Word for word, restate the lines of the data from the first through the one containing "use casewatch_core::errors::Result;", and nothing else.

[Opening PROVIDED RECORDS section]

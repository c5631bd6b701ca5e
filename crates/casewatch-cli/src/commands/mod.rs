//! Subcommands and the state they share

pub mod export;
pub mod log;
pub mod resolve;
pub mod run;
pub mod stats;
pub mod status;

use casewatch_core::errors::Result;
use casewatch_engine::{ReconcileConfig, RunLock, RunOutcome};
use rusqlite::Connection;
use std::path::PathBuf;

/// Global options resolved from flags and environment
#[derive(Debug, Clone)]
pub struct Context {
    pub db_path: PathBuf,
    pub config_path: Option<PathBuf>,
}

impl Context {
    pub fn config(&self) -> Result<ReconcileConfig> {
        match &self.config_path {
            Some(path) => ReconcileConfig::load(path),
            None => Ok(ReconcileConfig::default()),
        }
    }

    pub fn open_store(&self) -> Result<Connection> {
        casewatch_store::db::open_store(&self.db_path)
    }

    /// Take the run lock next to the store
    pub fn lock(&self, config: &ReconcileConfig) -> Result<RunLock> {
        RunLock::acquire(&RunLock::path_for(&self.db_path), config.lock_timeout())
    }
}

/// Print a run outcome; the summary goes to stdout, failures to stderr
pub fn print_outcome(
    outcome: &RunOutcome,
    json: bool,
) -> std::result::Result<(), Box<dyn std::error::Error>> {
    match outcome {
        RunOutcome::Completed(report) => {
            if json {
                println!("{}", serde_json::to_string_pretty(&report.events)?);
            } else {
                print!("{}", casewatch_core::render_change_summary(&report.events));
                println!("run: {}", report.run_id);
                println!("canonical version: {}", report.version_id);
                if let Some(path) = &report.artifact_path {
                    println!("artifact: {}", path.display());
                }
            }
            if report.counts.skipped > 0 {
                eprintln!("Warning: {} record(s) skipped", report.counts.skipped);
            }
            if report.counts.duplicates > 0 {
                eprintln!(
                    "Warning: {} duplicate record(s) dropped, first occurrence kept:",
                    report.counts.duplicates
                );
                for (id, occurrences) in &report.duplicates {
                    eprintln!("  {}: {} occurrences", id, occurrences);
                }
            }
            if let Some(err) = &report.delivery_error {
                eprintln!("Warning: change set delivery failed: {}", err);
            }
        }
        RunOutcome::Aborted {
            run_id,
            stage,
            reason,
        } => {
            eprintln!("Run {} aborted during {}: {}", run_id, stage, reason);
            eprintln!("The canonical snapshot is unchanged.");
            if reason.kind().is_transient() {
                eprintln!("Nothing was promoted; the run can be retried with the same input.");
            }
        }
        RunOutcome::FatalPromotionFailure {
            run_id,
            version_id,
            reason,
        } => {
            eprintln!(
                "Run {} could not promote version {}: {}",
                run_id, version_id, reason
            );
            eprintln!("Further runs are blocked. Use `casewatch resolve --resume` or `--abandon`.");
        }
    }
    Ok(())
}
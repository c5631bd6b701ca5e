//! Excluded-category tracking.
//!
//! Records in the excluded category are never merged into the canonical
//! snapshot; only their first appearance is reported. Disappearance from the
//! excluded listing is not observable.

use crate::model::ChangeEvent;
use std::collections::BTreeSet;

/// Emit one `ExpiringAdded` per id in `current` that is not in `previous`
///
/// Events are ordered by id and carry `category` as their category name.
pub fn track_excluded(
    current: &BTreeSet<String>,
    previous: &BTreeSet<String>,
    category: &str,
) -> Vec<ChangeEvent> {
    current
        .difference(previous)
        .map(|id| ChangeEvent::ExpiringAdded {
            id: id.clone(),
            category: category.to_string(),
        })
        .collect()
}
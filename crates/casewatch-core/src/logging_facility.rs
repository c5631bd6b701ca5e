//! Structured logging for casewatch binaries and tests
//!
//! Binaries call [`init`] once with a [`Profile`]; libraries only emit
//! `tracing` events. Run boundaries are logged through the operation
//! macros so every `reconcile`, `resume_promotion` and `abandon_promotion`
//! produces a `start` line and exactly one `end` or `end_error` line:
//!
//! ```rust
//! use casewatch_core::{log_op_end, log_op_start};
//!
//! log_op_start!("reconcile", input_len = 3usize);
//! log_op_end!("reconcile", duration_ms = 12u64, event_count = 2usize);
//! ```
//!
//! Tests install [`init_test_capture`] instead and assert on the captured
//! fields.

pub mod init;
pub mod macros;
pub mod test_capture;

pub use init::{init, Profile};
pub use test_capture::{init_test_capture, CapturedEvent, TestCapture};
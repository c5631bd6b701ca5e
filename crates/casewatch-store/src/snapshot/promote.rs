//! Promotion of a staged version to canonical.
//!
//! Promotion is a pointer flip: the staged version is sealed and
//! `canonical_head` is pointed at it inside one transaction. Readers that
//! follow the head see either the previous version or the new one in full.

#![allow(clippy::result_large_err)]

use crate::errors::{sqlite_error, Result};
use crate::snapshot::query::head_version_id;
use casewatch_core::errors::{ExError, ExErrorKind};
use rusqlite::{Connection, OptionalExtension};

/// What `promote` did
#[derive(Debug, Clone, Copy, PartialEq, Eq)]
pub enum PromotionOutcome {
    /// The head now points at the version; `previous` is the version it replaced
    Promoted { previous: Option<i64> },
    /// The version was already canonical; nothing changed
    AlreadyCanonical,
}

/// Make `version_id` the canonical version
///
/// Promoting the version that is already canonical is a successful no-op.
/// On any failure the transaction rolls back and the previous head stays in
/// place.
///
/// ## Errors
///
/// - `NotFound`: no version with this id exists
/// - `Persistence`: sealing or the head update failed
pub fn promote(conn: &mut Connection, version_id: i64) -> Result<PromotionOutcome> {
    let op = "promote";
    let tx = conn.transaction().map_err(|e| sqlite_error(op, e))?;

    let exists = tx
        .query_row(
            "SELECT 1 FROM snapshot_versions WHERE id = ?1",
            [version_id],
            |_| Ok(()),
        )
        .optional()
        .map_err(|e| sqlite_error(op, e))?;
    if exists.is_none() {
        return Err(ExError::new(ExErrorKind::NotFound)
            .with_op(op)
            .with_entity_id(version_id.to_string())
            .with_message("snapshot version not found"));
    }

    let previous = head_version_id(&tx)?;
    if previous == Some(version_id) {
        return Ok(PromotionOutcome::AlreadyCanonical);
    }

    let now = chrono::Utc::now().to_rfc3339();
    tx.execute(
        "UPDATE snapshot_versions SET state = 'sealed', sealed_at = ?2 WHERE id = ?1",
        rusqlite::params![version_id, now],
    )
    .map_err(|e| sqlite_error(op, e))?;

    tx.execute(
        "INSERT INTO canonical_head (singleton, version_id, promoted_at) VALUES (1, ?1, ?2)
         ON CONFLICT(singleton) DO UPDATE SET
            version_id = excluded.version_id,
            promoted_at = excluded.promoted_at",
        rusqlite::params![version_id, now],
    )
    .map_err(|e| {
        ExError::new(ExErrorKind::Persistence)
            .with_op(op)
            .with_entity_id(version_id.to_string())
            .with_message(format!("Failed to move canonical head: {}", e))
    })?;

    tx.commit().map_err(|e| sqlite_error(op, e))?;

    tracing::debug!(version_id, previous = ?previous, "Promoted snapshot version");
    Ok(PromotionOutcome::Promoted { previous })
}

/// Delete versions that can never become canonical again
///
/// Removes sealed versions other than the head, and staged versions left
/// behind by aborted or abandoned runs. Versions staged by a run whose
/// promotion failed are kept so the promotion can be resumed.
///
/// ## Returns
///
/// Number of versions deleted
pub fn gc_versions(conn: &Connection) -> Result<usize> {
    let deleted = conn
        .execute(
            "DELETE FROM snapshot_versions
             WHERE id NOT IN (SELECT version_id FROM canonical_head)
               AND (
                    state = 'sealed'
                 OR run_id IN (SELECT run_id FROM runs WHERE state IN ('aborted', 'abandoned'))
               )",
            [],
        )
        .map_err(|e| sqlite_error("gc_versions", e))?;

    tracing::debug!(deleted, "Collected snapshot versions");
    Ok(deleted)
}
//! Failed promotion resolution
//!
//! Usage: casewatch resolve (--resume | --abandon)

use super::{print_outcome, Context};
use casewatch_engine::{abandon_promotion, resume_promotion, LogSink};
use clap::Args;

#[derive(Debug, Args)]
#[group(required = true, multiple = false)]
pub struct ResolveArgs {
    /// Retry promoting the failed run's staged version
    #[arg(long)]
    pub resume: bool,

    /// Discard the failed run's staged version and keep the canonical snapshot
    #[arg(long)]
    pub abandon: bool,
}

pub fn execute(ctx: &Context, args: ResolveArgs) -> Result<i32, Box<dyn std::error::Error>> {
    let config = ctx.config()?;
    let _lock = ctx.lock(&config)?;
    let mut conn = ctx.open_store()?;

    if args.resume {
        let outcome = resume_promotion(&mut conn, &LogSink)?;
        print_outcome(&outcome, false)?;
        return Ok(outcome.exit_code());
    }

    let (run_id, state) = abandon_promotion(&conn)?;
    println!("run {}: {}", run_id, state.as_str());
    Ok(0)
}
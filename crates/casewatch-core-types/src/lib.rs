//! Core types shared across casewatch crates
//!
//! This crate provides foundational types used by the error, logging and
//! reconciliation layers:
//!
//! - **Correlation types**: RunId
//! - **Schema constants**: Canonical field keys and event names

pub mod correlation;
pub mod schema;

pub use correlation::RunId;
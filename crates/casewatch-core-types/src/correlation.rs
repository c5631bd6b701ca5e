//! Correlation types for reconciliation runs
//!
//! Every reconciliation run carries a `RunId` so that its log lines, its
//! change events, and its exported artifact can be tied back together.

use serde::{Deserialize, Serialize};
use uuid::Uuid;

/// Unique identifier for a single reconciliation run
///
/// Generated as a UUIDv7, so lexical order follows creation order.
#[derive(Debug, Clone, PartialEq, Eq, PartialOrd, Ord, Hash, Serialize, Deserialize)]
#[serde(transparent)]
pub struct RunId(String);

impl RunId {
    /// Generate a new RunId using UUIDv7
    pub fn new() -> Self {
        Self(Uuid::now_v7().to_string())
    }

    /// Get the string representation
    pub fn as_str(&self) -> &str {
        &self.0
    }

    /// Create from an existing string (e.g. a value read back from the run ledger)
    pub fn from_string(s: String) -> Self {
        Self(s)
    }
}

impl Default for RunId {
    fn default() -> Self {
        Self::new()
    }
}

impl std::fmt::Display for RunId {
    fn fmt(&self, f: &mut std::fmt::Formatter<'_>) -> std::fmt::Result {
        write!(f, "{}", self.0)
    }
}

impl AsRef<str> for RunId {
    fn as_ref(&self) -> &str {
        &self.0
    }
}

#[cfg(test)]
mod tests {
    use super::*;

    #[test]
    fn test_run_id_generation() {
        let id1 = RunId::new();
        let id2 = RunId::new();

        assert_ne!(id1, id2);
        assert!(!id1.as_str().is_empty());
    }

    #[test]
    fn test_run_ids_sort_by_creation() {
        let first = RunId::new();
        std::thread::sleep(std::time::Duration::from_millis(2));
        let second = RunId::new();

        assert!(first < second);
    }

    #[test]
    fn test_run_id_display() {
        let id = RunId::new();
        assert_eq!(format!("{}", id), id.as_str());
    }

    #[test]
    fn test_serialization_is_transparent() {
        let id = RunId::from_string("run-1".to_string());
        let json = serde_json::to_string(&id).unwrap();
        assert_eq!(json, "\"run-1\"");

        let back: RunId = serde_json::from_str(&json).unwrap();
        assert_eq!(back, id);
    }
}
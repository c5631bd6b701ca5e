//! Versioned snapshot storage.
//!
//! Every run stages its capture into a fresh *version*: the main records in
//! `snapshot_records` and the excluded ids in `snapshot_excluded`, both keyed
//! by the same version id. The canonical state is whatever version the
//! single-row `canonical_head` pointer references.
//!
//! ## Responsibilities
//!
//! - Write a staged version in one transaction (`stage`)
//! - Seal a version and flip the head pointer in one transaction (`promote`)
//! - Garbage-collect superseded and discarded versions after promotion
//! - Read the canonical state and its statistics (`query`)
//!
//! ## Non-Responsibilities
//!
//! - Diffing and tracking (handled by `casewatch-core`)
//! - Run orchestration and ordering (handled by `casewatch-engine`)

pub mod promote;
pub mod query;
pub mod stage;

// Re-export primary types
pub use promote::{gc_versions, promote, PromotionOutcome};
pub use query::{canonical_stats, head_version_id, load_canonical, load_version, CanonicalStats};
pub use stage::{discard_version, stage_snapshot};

[Closing PROVIDED RECORDS section]

PROBLEM SOLUTION:
repository c5631bd6b701ca5e
filename crates/casewatch-cli/src/commands/mod.rs
//! Subcommands and the state they share

pub mod export;
pub mod log;
pub mod resolve;
pub mod run;
pub mod stats;
pub mod status;

use casewatch_core::errors::Result;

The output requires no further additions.